_YOUR OBJECTIVE_
Would you set down the complete data below, exactly as shown?
• • • • • • •
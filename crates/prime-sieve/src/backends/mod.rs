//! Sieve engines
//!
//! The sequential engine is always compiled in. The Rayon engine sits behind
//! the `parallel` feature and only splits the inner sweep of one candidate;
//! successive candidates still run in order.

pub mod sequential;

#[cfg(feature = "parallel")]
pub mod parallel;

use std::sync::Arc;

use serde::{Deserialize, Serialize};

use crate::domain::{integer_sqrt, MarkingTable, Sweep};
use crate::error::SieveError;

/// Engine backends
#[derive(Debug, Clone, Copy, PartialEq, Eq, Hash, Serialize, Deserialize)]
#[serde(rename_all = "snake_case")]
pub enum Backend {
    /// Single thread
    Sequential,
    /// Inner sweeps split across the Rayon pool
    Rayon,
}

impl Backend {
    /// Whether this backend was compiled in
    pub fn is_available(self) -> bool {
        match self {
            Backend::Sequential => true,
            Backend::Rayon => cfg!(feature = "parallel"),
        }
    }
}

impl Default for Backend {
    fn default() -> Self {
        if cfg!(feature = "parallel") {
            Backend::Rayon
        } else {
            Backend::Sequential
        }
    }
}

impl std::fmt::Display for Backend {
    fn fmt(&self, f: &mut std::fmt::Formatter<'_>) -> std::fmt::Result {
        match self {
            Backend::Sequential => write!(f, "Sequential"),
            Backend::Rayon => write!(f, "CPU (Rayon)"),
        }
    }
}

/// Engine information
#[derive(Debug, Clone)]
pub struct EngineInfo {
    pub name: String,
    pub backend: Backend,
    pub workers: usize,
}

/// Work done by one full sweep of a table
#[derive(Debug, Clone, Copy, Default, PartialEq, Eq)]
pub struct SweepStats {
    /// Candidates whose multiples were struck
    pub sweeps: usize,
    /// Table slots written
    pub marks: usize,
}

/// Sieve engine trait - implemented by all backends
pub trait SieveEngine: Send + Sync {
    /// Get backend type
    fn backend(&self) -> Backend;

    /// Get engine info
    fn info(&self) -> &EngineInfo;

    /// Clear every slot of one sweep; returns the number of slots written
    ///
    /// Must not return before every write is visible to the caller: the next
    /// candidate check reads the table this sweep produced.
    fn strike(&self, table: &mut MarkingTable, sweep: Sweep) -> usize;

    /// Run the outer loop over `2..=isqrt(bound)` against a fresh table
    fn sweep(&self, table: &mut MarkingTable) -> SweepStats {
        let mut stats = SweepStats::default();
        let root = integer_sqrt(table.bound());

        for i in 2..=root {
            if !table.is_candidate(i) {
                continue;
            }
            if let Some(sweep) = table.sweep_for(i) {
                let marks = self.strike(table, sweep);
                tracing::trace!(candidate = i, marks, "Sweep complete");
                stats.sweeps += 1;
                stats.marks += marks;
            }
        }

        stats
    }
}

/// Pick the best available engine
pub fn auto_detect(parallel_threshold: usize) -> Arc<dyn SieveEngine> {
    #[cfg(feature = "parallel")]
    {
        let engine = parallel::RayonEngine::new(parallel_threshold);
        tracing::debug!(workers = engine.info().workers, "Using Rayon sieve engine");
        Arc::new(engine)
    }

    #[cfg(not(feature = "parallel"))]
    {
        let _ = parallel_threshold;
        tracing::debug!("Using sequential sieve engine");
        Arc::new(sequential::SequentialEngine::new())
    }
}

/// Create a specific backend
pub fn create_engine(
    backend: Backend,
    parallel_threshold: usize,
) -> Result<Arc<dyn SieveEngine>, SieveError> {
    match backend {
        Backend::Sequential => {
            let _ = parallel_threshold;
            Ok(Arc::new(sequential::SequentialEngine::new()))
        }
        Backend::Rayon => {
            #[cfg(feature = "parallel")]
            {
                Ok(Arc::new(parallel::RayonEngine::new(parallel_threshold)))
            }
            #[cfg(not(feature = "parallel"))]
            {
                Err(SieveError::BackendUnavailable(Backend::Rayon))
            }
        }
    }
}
• • • • • • •
_YOUR RESPONSE_
filename crates/prime-sieve/src/backends/mod.rs
//! Sieve engines
//!
//! The sequential engine is always compiled in. The Rayon engine sits behind
//! the `parallel` feature and only splits the inner sweep of one candidate;
//! successive candidates still run in order.

pub mod sequential;

#[cfg(feature = "parallel")]
pub mod parallel;

use std::sync::Arc;

use serde::{Deserialize, Serialize};

use crate::domain::{integer_sqrt, MarkingTable, Sweep};
use crate::error::SieveError;

/// Engine backends
#[derive(Debug, Clone, Copy, PartialEq, Eq, Hash, Serialize, Deserialize)]
#[serde(rename_all = "snake_case")]
pub enum Backend {
    /// Single thread
    Sequential,
    /// Inner sweeps split across the Rayon pool
    Rayon,
}

impl Backend {
    /// Whether this backend was compiled in
    pub fn is_available(self) -> bool {
        match self {
            Backend::Sequential => true,
            Backend::Rayon => cfg!(feature = "parallel"),
        }
    }
}

impl Default for Backend {
    fn default() -> Self {
        if cfg!(feature = "parallel") {
            Backend::Rayon
        } else {
            Backend::Sequential
        }
    }
}

impl std::fmt::Display for Backend {
    fn fmt(&self, f: &mut std::fmt::Formatter<'_>) -> std::fmt::Result {
        match self {
            Backend::Sequential => write!(f, "Sequential"),
            Backend::Rayon => write!(f, "CPU (Rayon)"),
        }
    }
}

/// Engine information
#[derive(Debug, Clone)]
pub struct EngineInfo {
    pub name: String,
    pub backend: Backend,
    pub workers: usize,
}

/// Work done by one full sweep of a table
#[derive(Debug, Clone, Copy, Default, PartialEq, Eq)]
pub struct SweepStats {
    /// Candidates whose multiples were struck
    pub sweeps: usize,
    /// Table slots written
    pub marks: usize,
}

/// Sieve engine trait - implemented by all backends
pub trait SieveEngine: Send + Sync {
    /// Get backend type
    fn backend(&self) -> Backend;

    /// Get engine info
    fn info(&self) -> &EngineInfo;

    /// Clear every slot of one sweep; returns the number of slots written
    ///
    /// Must not return before every write is visible to the caller: the next
    /// candidate check reads the table this sweep produced.
    fn strike(&self, table: &mut MarkingTable, sweep: Sweep) -> usize;

    /// Run the outer loop over `2..=isqrt(bound)` against a fresh table
    fn sweep(&self, table: &mut MarkingTable) -> SweepStats {
        let mut stats = SweepStats::default();
        let root = integer_sqrt(table.bound());

        for i in 2..=root {
            if !table.is_candidate(i) {
                continue;
            }
            if let Some(sweep) = table.sweep_for(i) {
                let marks = self.strike(table, sweep);
                tracing::trace!(candidate = i, marks, "Sweep complete");
                stats.sweeps += 1;
                stats.marks += marks;
            }
        }

        stats
    }
}

/// Pick the best available engine
pub fn auto_detect(parallel_threshold: usize) -> Arc<dyn SieveEngine> {
    #[cfg(feature = "parallel")]
    {
        let engine = parallel::RayonEngine::new(parallel_threshold);
        tracing::debug!(workers = engine.info().workers, "Using Rayon sieve engine");
        Arc::new(engine)
    }

    #[cfg(not(feature = "parallel"))]
    {
        let _ = parallel_threshold;
        tracing::debug!("Using sequential sieve engine");
        Arc::new(sequential::SequentialEngine::new())
    }
}

/// Create a specific backend
pub fn create_engine(
    backend: Backend,
    parallel_threshold: usize,
) -> Result<Arc<dyn SieveEngine>, SieveError> {
    match backend {
        Backend::Sequential => {
            let _ = parallel_threshold;
            Ok(Arc::new(sequential::SequentialEngine::new()))
        }
        Backend::Rayon => {
            #[cfg(feature = "parallel")]
            {
                Ok(Arc::new(parallel::RayonEngine::new(parallel_threshold)))
            }
            #[cfg(not(feature = "parallel"))]
            {
                Err(SieveError::BackendUnavailable(Backend::Rayon))
            }
        }
    }
}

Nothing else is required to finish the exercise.